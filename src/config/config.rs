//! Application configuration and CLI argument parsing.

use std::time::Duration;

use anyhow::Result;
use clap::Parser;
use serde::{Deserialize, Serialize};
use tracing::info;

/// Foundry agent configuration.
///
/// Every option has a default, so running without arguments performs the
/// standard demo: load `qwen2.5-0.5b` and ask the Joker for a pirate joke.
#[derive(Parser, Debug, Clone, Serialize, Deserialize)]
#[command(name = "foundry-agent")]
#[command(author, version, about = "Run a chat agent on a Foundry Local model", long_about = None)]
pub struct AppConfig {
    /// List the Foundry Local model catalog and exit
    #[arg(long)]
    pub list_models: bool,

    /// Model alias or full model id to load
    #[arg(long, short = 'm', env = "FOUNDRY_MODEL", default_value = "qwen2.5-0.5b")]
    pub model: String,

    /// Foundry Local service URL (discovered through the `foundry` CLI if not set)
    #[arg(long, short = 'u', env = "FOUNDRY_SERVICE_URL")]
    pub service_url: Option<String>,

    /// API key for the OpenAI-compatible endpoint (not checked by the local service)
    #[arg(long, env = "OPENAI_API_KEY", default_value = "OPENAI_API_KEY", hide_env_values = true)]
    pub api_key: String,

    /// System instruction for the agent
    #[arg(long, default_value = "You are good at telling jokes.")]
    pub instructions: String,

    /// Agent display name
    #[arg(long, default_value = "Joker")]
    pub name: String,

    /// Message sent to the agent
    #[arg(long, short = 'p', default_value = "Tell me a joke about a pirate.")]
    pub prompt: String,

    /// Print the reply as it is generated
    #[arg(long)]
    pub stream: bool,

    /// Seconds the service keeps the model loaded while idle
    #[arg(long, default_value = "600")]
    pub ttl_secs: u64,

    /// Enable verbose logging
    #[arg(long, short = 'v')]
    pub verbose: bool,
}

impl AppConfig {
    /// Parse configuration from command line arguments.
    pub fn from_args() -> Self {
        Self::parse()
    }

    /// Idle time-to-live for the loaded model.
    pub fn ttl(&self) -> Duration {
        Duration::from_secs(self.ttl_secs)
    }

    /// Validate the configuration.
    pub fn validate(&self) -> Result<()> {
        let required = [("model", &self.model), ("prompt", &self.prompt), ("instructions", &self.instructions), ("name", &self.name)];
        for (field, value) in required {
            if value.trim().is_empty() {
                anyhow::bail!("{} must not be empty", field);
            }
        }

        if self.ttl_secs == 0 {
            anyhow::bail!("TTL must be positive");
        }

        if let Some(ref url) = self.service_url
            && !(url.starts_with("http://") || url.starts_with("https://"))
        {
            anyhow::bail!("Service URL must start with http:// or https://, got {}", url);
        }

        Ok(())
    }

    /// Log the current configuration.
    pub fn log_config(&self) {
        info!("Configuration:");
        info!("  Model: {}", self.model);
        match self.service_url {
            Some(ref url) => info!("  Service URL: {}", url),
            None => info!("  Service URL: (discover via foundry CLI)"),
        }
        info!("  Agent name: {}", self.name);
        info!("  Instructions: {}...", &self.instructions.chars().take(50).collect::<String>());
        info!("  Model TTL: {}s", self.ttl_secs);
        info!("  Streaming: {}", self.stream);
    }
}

------------------------------

EXERCISE GOAL –
Give back the listing above exactly as written.

COMPLETED TASK –
filename src/config/config.rs
//! Application configuration and CLI argument parsing.

use std::time::Duration;

use anyhow::Result;
use clap::Parser;
use serde::{Deserialize, Serialize};
use tracing::info;

/// Foundry agent configuration.
///
/// Every option has a default, so running without arguments performs the
/// standard demo: load `qwen2.5-0.5b` and ask the Joker for a pirate joke.
#[derive(Parser, Debug, Clone, Serialize, Deserialize)]
#[command(name = "foundry-agent")]
#[command(author, version, about = "Run a chat agent on a Foundry Local model", long_about = None)]
pub struct AppConfig {
    /// List the Foundry Local model catalog and exit
    #[arg(long)]
    pub list_models: bool,

    /// Model alias or full model id to load
    #[arg(long, short = 'm', env = "FOUNDRY_MODEL", default_value = "qwen2.5-0.5b")]
    pub model: String,

    /// Foundry Local service URL (discovered through the `foundry` CLI if not set)
    #[arg(long, short = 'u', env = "FOUNDRY_SERVICE_URL")]
    pub service_url: Option<String>,

    /// API key for the OpenAI-compatible endpoint (not checked by the local service)
    #[arg(long, env = "OPENAI_API_KEY", default_value = "OPENAI_API_KEY", hide_env_values = true)]
    pub api_key: String,

    /// System instruction for the agent
    #[arg(long, default_value = "You are good at telling jokes.")]
    pub instructions: String,

    /// Agent display name
    #[arg(long, default_value = "Joker")]
    pub name: String,

    /// Message sent to the agent
    #[arg(long, short = 'p', default_value = "Tell me a joke about a pirate.")]
    pub prompt: String,

    /// Print the reply as it is generated
    #[arg(long)]
    pub stream: bool,

    /// Seconds the service keeps the model loaded while idle
    #[arg(long, default_value = "600")]
    pub ttl_secs: u64,

    /// Enable verbose logging
    #[arg(long, short = 'v')]
    pub verbose: bool,
}

impl AppConfig {
    /// Parse configuration from command line arguments.
    pub fn from_args() -> Self {
        Self::parse()
    }

    /// Idle time-to-live for the loaded model.
    pub fn ttl(&self) -> Duration {
        Duration::from_secs(self.ttl_secs)
    }

    /// Validate the configuration.
    pub fn validate(&self) -> Result<()> {
        let required = [("model", &self.model), ("prompt", &self.prompt), ("instructions", &self.instructions), ("name", &self.name)];
        for (field, value) in required {
            if value.trim().is_empty() {
                anyhow::bail!("{} must not be empty", field);
            }
        }

        if self.ttl_secs == 0 {
            anyhow::bail!("TTL must be positive");
        }

        if let Some(ref url) = self.service_url
            && !(url.starts_with("http://") || url.starts_with("https://"))
        {
            anyhow::bail!("Service URL must start with http:// or https://, got {}", url);
        }

        Ok(())
    }

    /// Log the current configuration.
    pub fn log_config(&self) {
        info!("Configuration:");
        info!("  Model: {}", self.model);
        match self.service_url {
            Some(ref url) => info!("  Service URL: {}", url),
            None => info!("  Service URL: (discover via foundry CLI)"),
        }
        info!("  Agent name: {}", self.name);
        info!("  Instructions: {}...", &self.instructions.chars().take(50).collect::<String>());
        info!("  Model TTL: {}s", self.ttl_secs);
        info!("  Streaming: {}", self.stream);
    }
}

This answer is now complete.